(WORK REQUIRED):
Output only the lines of the entries that follow, starting at the one with "predicate is empty." and running down to the one with "than mis-aligned ranges.", both included and unchanged.

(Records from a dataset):

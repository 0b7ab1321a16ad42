//! Search predicate applied to contact names.
//!
//! The predicate is a case-insensitive substring match. It is tested against the
//! first name, the last name and the `"first last"` full name, so a query that
//! spans the space between both names still matches. An empty predicate matches
//! every contact.

use serde::{Deserialize, Serialize};
use std::fmt;

/// Case-insensitive substring predicate.
///
/// Keeps the text as typed for display and a lowercased copy for matching.
///
/// # Examples
///
/// ```
/// use phonebook::domain::SearchPattern;
///
/// let pattern = SearchPattern::new("  BoB ");
/// assert_eq!(pattern.as_str(), "BoB");
/// assert!(pattern.matches_name("Bobby", "Tables"));
/// assert!(SearchPattern::default().matches_name("anyone", "at all"));
/// ```
#[derive(Debug, Clone, Default, Serialize, Deserialize)]
#[serde(from = "String", into = "String")]
pub struct SearchPattern {
    raw: String,
    needle: String,
}

impl SearchPattern {
    pub fn new(raw: impl Into<String>) -> Self {
        let raw = raw.into().trim().to_string();
        let needle = raw.to_lowercase();
        Self { raw, needle }
    }

    /// Returns the predicate as typed (trimmed).
    #[must_use]
    pub fn as_str(&self) -> &str {
        &self.raw
    }

    /// Returns the lowercased form used for matching and cache keys.
    #[must_use]
    pub fn needle(&self) -> &str {
        &self.needle
    }

    /// Returns `true` when the predicate matches everything.
    #[must_use]
    pub fn is_empty(&self) -> bool {
        self.needle.is_empty()
    }

    #[must_use]
    pub fn matches_name(&self, first_name: &str, last_name: &str) -> bool {
        if self.is_empty() {
            return true;
        }
        let first = first_name.to_lowercase();
        let last = last_name.to_lowercase();
        first.contains(&self.needle)
            || last.contains(&self.needle)
            || format!("{first} {last}").contains(&self.needle)
    }

    /// Returns character ranges of `text` matching the predicate.
    ///
    /// Ranges are `(start, end)` character indices with an exclusive end,
    /// non-overlapping and in order. Empty when nothing matches or the
    /// predicate is empty.
    #[must_use]
    pub fn match_ranges(&self, text: &str) -> Vec<(usize, usize)> {
        if self.is_empty() {
            return Vec::new();
        }

        let haystack: Vec<char> = text.to_lowercase().chars().collect();
        let needle: Vec<char> = self.needle.chars().collect();
        // Lowercasing may change the char count for some scripts; fall back to
        // no highlighting rather than mis-aligned ranges.
        if haystack.len() != text.chars().count() || needle.len() > haystack.len() {
            return Vec::new();
        }

        let mut ranges = Vec::new();
        let mut start = 0;
        while start + needle.len() <= haystack.len() {
            if haystack[start..start + needle.len()] == needle[..] {
                ranges.push((start, start + needle.len()));
                start += needle.len();
            } else {
                start += 1;
            }
        }
        ranges
    }
}

impl PartialEq for SearchPattern {
    fn eq(&self, other: &Self) -> bool {
        self.needle == other.needle
    }
}

impl Eq for SearchPattern {}

impl std::hash::Hash for SearchPattern {
    fn hash<H: std::hash::Hasher>(&self, state: &mut H) {
        self.needle.hash(state);
    }
}

impl From<String> for SearchPattern {
    fn from(raw: String) -> Self {
        Self::new(raw)
    }
}

impl From<&str> for SearchPattern {
    fn from(raw: &str) -> Self {
        Self::new(raw)
    }
}

impl From<SearchPattern> for String {
    fn from(pattern: SearchPattern) -> Self {
        pattern.raw
    }
}

impl fmt::Display for SearchPattern {
    fn fmt(&self, f: &mut fmt::Formatter<'_>) -> fmt::Result {
        f.write_str(&self.raw)
    }
}
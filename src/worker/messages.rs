//! Request and response protocol of the contact service.
//!
//! The list layer never touches storage directly. Every read and write is a
//! [`WorkerMessage`] answered by a [`WorkerResponse`], both serialized as JSON
//! on the way through a [`crate::remote::Transport`]. Each request carries a
//! process-unique `request_id` so the client and service log lines of one
//! exchange can be correlated.

use crate::domain::{Contact, ContactId, Field, NewContact};
use serde::{Deserialize, Serialize};
use std::sync::atomic::{AtomicU64, Ordering};

static NEXT_REQUEST_ID: AtomicU64 = AtomicU64::new(1);

/// Returns a fresh request identifier.
fn next_request_id() -> u64 {
    NEXT_REQUEST_ID.fetch_add(1, Ordering::Relaxed)
}

/// Macro to generate builder methods for `WorkerMessage` variants.
///
/// Generates convenience constructors that stamp each message with a fresh
/// request identifier.
macro_rules! worker_message_builders {
    (
        $(
            $builder_name:ident($variant:ident { $($field:ident: $ty:ty),* $(,)? })
        ),* $(,)?
    ) => {
        impl WorkerMessage {
            $(
                #[doc = concat!("Create a ", stringify!($variant), " message with a fresh request id")]
                #[must_use]
                pub fn $builder_name($($field: $ty),*) -> Self {
                    Self::$variant {
                        $($field,)*
                        request_id: next_request_id(),
                    }
                }
            )*
        }
    };
}

worker_message_builders! {
    query_favorites(QueryFavorites { ids: Vec<ContactId> }),
    query_others(QueryOthers { search: String, exclude: Vec<ContactId>, offset: usize, limit: usize }),
    count_others(CountOthers { search: String, exclude: Vec<ContactId> }),
    create_contact(CreateContact { contact: NewContact }),
    update_contact(UpdateContact { id: ContactId, contact: NewContact }),
    delete_contact(DeleteContact { id: ContactId }),
}

/// Requests sent to the contact service.
#[derive(Debug, Clone, PartialEq, Eq, Serialize, Deserialize)]
pub enum WorkerMessage {
    /// Load the contacts with the given identifiers, unfiltered and unpaged.
    QueryFavorites {
        ids: Vec<ContactId>,

        #[serde(default)]
        request_id: u64,
    },

    /// Load one page of contacts outside `exclude` matching `search`.
    QueryOthers {
        /// Case-insensitive substring predicate; empty matches all.
        search: String,
        exclude: Vec<ContactId>,
        offset: usize,
        limit: usize,

        #[serde(default)]
        request_id: u64,
    },

    /// Count the contacts `QueryOthers` pages through.
    CountOthers {
        search: String,
        exclude: Vec<ContactId>,

        #[serde(default)]
        request_id: u64,
    },

    /// Insert a new contact.
    CreateContact {
        contact: NewContact,

        #[serde(default)]
        request_id: u64,
    },

    /// Replace names and phones of an existing contact.
    UpdateContact {
        id: ContactId,
        contact: NewContact,

        #[serde(default)]
        request_id: u64,
    },

    /// Remove a contact.
    DeleteContact {
        id: ContactId,

        #[serde(default)]
        request_id: u64,
    },
}

impl WorkerMessage {
    #[must_use]
    pub const fn request_id(&self) -> u64 {
        match self {
            Self::QueryFavorites { request_id, .. }
            | Self::QueryOthers { request_id, .. }
            | Self::CountOthers { request_id, .. }
            | Self::CreateContact { request_id, .. }
            | Self::UpdateContact { request_id, .. }
            | Self::DeleteContact { request_id, .. } => *request_id,
        }
    }

    /// Short operation name for logs.
    #[must_use]
    pub const fn operation(&self) -> &'static str {
        match self {
            Self::QueryFavorites { .. } => "query favorites",
            Self::QueryOthers { .. } => "query others",
            Self::CountOthers { .. } => "count others",
            Self::CreateContact { .. } => "create contact",
            Self::UpdateContact { .. } => "update contact",
            Self::DeleteContact { .. } => "delete contact",
        }
    }
}

/// Responses sent back by the contact service.
#[derive(Debug, Clone, PartialEq, Eq, Serialize, Deserialize)]
pub enum WorkerResponse {
    /// Answer to `QueryFavorites`, in creation order.
    FavoritesLoaded { contacts: Vec<Contact> },

    /// Answer to `QueryOthers`, in creation order.
    OthersLoaded { contacts: Vec<Contact> },

    /// Answer to `CountOthers`.
    OthersCounted { count: usize },

    ContactCreated { contact: Contact },

    ContactUpdated { contact: Contact },

    ContactDeleted { id: ContactId },

    /// The payload failed server-side validation.
    Rejected {
        field: Field,
        message: String,
    },

    /// The operation failed on the service side.
    Error {
        /// Human-readable error message.
        message: String,
    },
}
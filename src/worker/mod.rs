//! Contact service standing behind the remote API.
//!
//! The list layer treats the contact store as an opaque request/response
//! service. This module is that service: it owns the storage backend and
//! answers JSON-encoded requests.
//!
//! # Architecture
//!
//! - `messages`: Request/response protocol types
//! - `handler`: Service implementation and message processing logic

pub mod handler;
pub mod messages;

pub use handler::ContactWorker;
pub use messages::{WorkerMessage, WorkerResponse};
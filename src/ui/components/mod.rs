//! Composable UI component renderers.
//!
//! Each component appends the lines of one part of the screen to a shared
//! buffer.
//!
//! # Components
//!
//! - [`header`]: Title bar with loading status
//! - [`search`]: "Showing results for" line, banners and form errors
//! - [`table`]: Favorites and contacts sections
//! - [`footer`]: Pager and command hints
//! - [`empty`]: Empty state message
//!
//! # Layout
//!
//! ```text
//! [Header]
//! [Border]
//! [Search line]      only while searching
//! [Banner]           error or notice
//! [Form errors]
//! [Sections]         or [Empty state]
//! [Pager]
//! [Border]
//! [Footer]
//! ```

mod empty;
mod footer;
mod header;
mod search;
mod table;

use crate::ui::theme::Theme;
use crate::ui::viewmodel::UIViewModel;

use empty::render_empty_state;
use footer::{render_footer, render_pager};
use header::render_header;
use search::{render_banner, render_form_errors, render_search_bar};
use table::render_section;

/// Appends a horizontal separator line.
fn render_border(out: &mut String, color: &str, cols: usize) {
    out.push_str(&Theme::fg(color));
    out.push_str(&"─".repeat(cols));
    out.push_str(Theme::reset());
    out.push('\n');
}

/// Appends the full screen for `vm`.
pub fn render_screen(out: &mut String, vm: &UIViewModel, theme: &Theme, cols: usize) {
    render_header(out, &vm.header, theme, cols);
    render_border(out, &theme.colors.border, cols);

    if let Some(search) = &vm.search_bar {
        render_search_bar(out, search, theme);
    }
    if let Some(banner) = &vm.banner {
        render_banner(out, banner, theme);
    }
    render_form_errors(out, &vm.form_errors, theme);

    if let Some(empty) = &vm.empty_state {
        render_empty_state(out, empty, theme, cols);
    } else {
        for section in &vm.sections {
            render_section(out, section, theme, cols);
        }
    }

    if let Some(pager) = &vm.pager {
        render_pager(out, pager, theme);
    }

    render_border(out, &theme.colors.border, cols);
    render_footer(out, &vm.footer, theme, cols);
}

(SOLUTION FOR THIS TASK):
    /// predicate is empty.
    #[must_use]
    pub fn match_ranges(&self, text: &str) -> Vec<(usize, usize)> {
        if self.is_empty() {
            return Vec::new();
        }

        let haystack: Vec<char> = text.to_lowercase().chars().collect();
        let needle: Vec<char> = self.needle.chars().collect();
        // Lowercasing may change the char count for some scripts; fall back to
        // no highlighting rather than mis-aligned ranges.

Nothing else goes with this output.